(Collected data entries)
——

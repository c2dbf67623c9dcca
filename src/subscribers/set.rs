//! # Non-blocking event fan-out to multiple subscribers.
//!
//! Provides [`SubscriberSet`] — distributes events to multiple subscribers
//! concurrently without blocking the publisher.
//!
//! ## Architecture
//! ```text
//! emit(event)
//!     │
//!     ├──► [queue 1] ──► worker 1 ──► subscriber1.on_event()
//!     │    (bounded)         └──────► panic → SubscriberPanicked
//!     ├──► [queue 2] ──► worker 2 ──► subscriber2.on_event()
//!     └──► [queue N] ──► worker N ──► subscriberN.on_event()
//! ```
//!
//! ## Rules
//! - **No cross-subscriber ordering**: subscriber A may process event N
//!   while B processes N+5.
//! - **Overflow**: event dropped for that subscriber only,
//!   `SubscriberOverflow` published.
//! - **Non-blocking**: `emit_arc()` returns immediately (uses `try_send`).
//! - **Per-subscriber FIFO**: each subscriber sees events in order.

use std::sync::Arc;

use futures::FutureExt;
use tokio::{sync::mpsc, task::JoinHandle};

use crate::events::{Bus, Event};
use crate::subscribers::Subscribe;

/// Per-subscriber channel metadata.
struct SubscriberChannel {
    name: &'static str,
    sender: mpsc::Sender<Arc<Event>>,
}

/// Fan-out coordinator for multiple event subscribers.
pub struct SubscriberSet {
    channels: Vec<SubscriberChannel>,
    #[allow(dead_code)]
    workers: Vec<JoinHandle<()>>,
    bus: Bus,
}

impl SubscriberSet {
    /// Creates a new set and spawns one worker task per subscriber.
    ///
    /// ### Per-subscriber setup
    /// - Bounded mpsc queue (capacity from [`Subscribe::queue_capacity`],
    ///   minimum 1)
    /// - Dedicated worker task (runs until the queue closes)
    /// - Panic isolation via `catch_unwind`
    #[must_use]
    pub fn new(subs: Vec<Arc<dyn Subscribe>>, bus: Bus) -> Self {
        let mut channels = Vec::with_capacity(subs.len());
        let mut workers = Vec::with_capacity(subs.len());

        for sub in subs {
            let cap = sub.queue_capacity().max(1);
            let name = sub.name();
            let (tx, mut rx) = mpsc::channel::<Arc<Event>>(cap);
            let s = Arc::clone(&sub);
            let bus_for_worker = bus.clone();

            let handle = tokio::spawn(async move {
                while let Some(ev) = rx.recv().await {
                    let fut = s.on_event(ev.as_ref());
                    if let Err(panic_err) = std::panic::AssertUnwindSafe(fut).catch_unwind().await
                    {
                        let info = {
                            let any = &*panic_err;
                            if let Some(msg) = any.downcast_ref::<&'static str>() {
                                (*msg).to_string()
                            } else if let Some(msg) = any.downcast_ref::<String>() {
                                msg.clone()
                            } else {
                                "unknown panic".to_string()
                            }
                        };
                        bus_for_worker.publish(Event::subscriber_panicked(s.name(), info));
                    }
                }
            });
            channels.push(SubscriberChannel { name, sender: tx });
            workers.push(handle);
        }
        Self {
            channels,
            workers,
            bus,
        }
    }

    /// Emits a pre-allocated `Arc<Event>` to all subscribers.
    ///
    /// - Uses `try_send` (non-blocking).
    /// - On queue full: drops the event for that subscriber, publishes
    ///   `SubscriberOverflow`.
    /// - Overflow events themselves are never re-published on overflow, so
    ///   a saturated subscriber cannot loop.
    pub fn emit_arc(&self, event: Arc<Event>) {
        let is_overflow_evt = event.is_subscriber_overflow();

        for channel in &self.channels {
            match channel.sender.try_send(Arc::clone(&event)) {
                Ok(()) => {}
                Err(mpsc::error::TrySendError::Full(_)) => {
                    if !is_overflow_evt {
                        self.bus
                            .publish(Event::subscriber_overflow(channel.name, "full"));
                    }
                }
                Err(mpsc::error::TrySendError::Closed(_)) => {
                    if !is_overflow_evt {
                        self.bus
                            .publish(Event::subscriber_overflow(channel.name, "closed"));
                    }
                }
            }
        }
    }
}
//! # orchid
//!
//! **Orchid** is a request orchestrator: a long-running service that
//! accepts work requests ("petitions") from authenticated remote clients,
//! orders them by priority subject to admission conditions, executes each
//! admitted petition as an independently supervised OS process, streams
//! progress back to the requesting client, and reports liveness to an
//! external supervisor through a watchdog heartbeat that travels the same
//! scheduling path as user work.
//!
//! ## Architecture
//! ### Overview
//! ```text
//!  Client ──Message──► Server (authenticated TCP)
//!                         │ Manager::convert
//!                         ▼
//! ┌───────────────────────────────────────────────────────────────────┐
//! │ Orchestrator                                                      │
//! │  - Bus (broadcast events) + SubscriberSet (fan-out)               │
//! │  - Shared (registry + running counter + one mutex)                │
//! │  - PetitionQueue (priority, FIFO among equal priorities)          │
//! └──────┬────────────────────────────────────────────────────────────┘
//!        ▼
//!   Processor loop (single consumer)
//!     ├─ pop up to look_ahead pending petitions
//!     ├─ admission re-check under the Shared mutex   ◄── closes the
//!     │    evaluate-then-commit race                     check-then-act gap
//!     ├─ Started   → worker task → separate OS process
//!     ├─ Unmet     → back into the queue (order kept)
//!     └─ sentinel  → drain & exit
//!
//!  Watchdog ──HeartbeatPetition──► same queue ──► same admission path
//!     └─ round trip in deadline → Liveness::notify_alive()
//!        repeated misses / loop faults → notifications stop → external
//!        supervisor restarts the service
//! ```
//!
//! ### Petition lifecycle
//! ```text
//! Pending ──► Enqueued ──► Running ──► Finished
//!                │             │          ▲
//!                ├─► Cancelled ◄┘          │
//!                └─► Broken ───────────────┘
//! ```
//!
//! ## Features
//! | Area            | Description                                             | Key types / traits                      |
//! |-----------------|---------------------------------------------------------|-----------------------------------------|
//! | **Petitions**   | Schedulable, admission-controlled units of work.        | [`Petition`], [`FnPetition`], [`ProcessPetition`] |
//! | **Managers**    | Conversion + lifecycle hooks around user petitions.     | [`Manager`]                             |
//! | **Scheduling**  | Priority order, bounded look-ahead, starvation control. | [`Orchestrator`], [`Config`]            |
//! | **Watchdog**    | Heartbeats through the ordinary path + liveness.        | [`Watchdog`], [`Liveness`]              |
//! | **Transport**   | Authenticated framing, streaming replies, cancellation. | [`Server`], [`Client`], [`Message`]     |
//! | **Subscribers** | Hook into runtime events (logging, metrics, custom).    | [`Subscribe`]                           |
//! | **Errors**      | Typed errors for runtime, petitions and transport.      | [`RuntimeError`], [`PetitionError`]     |
//!
//! ## Optional features
//! - `logging`: exports a simple built-in [`LogWriter`] _(demo/reference only)_.
//!
//! ## Example
//! ```no_run
//! use std::sync::Arc;
//! use orchid::{
//!     AuthKey, Config, Manager, Message, Orchestrator, PetitionRef, ProcessPetition, Server,
//! };
//! use tokio_util::sync::CancellationToken;
//!
//! struct ShellManager;
//!
//! impl Manager for ShellManager {
//!     fn convert(&self, m: &Message) -> Option<PetitionRef> {
//!         let cmd = m.extras.get("cmd")?.as_str()?.to_string();
//!         Some(
//!             ProcessPetition::new(m.id.clone(), 100, "sh", ["-c".to_string(), cmd])
//!                 .with_process_group()
//!                 .arc(),
//!         )
//!     }
//! }
//!
//! #[tokio::main]
//! async fn main() -> Result<(), Box<dyn std::error::Error>> {
//!     let orchestrator = Orchestrator::builder(Config::default(), ShellManager).build();
//!
//!     let server = Server::bind(
//!         "127.0.0.1:50000",
//!         orchestrator.clone(),
//!         AuthKey::new(b"secret".to_vec()),
//!     )
//!     .await?;
//!     tokio::spawn(server.serve(CancellationToken::new()));
//!
//!     orchestrator.run().await?;
//!     Ok(())
//! }
//! ```

mod config;
mod core;
mod error;
mod manager;
mod petitions;
mod transport;

pub mod events;
pub mod subscribers;

// ---- Public re-exports ----

pub use config::Config;
pub use core::{Orchestrator, OrchestratorBuilder};
pub use error::{PetitionError, RuntimeError, StateError, TransportError};
pub use manager::{
    ChannelLiveness, Liveness, LivenessGate, Manager, Shared, StartOutcome, SystemdNotifier,
    Watchdog, WatchdogConfig, HEARTBEAT_ID,
};
pub use petitions::{
    ActionContext, Counters, FnPetition, FnPetitionBuilder, Petition, PetitionHandle, PetitionId,
    PetitionKind, PetitionRef, PetitionState, Priority, ProcessPetition, Reply, SentinelPetition,
    WorkerPid, SENTINEL_ID,
};
pub use subscribers::Subscribe;
pub use transport::{AuthKey, Client, Message, OutputFrame, PetitionStream, Request, Server};

#[cfg(feature = "logging")]
pub use subscribers::LogWriter;
//! # Client/server transport: framing, authentication, request routing.
//!
//! Frames are 4-byte length-prefixed JSON. Every connection authenticates
//! with the shared-key challenge/response before its single [`Request`] is
//! read.
//!
//! Contents:
//! - [`Message`], [`Request`], [`OutputFrame`] — wire types
//! - [`AuthKey`] — shared secret + digest handshake
//! - [`Server`] — accept loop feeding an [`Orchestrator`](crate::Orchestrator)
//! - [`Client`], [`PetitionStream`] — submission and cancellation API

mod auth;
mod client;
mod message;
mod server;

pub use auth::{AuthKey, CHALLENGE_LEN};
pub use client::{Client, PetitionStream};
pub use message::{Message, OutputFrame, Request};
pub use server::Server;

——

- **PROBLEM DESCRIPTION**:
Take the lines above from the one containing "multiple event subscribers." down to the one containing "let bus_for_worker = bus.clone();", and transcribe them exactly, both ends included.

- **SOLUTION BELOW**:
/// Fan-out coordinator for multiple event subscribers.
pub struct SubscriberSet {
    channels: Vec<SubscriberChannel>,
    #[allow(dead_code)]
    workers: Vec<JoinHandle<()>>,
    bus: Bus,
}

impl SubscriberSet {
    /// Creates a new set and spawns one worker task per subscriber.
    ///
    /// ### Per-subscriber setup
    /// - Bounded mpsc queue (capacity from [`Subscribe::queue_capacity`],
    ///   minimum 1)
    /// - Dedicated worker task (runs until the queue closes)
    /// - Panic isolation via `catch_unwind`
    #[must_use]
    pub fn new(subs: Vec<Arc<dyn Subscribe>>, bus: Bus) -> Self {
        let mut channels = Vec::with_capacity(subs.len());
        let mut workers = Vec::with_capacity(subs.len());

        for sub in subs {
            let cap = sub.queue_capacity().max(1);
            let name = sub.name();
            let (tx, mut rx) = mpsc::channel::<Arc<Event>>(cap);
            let s = Arc::clone(&sub);
            let bus_for_worker = bus.clone();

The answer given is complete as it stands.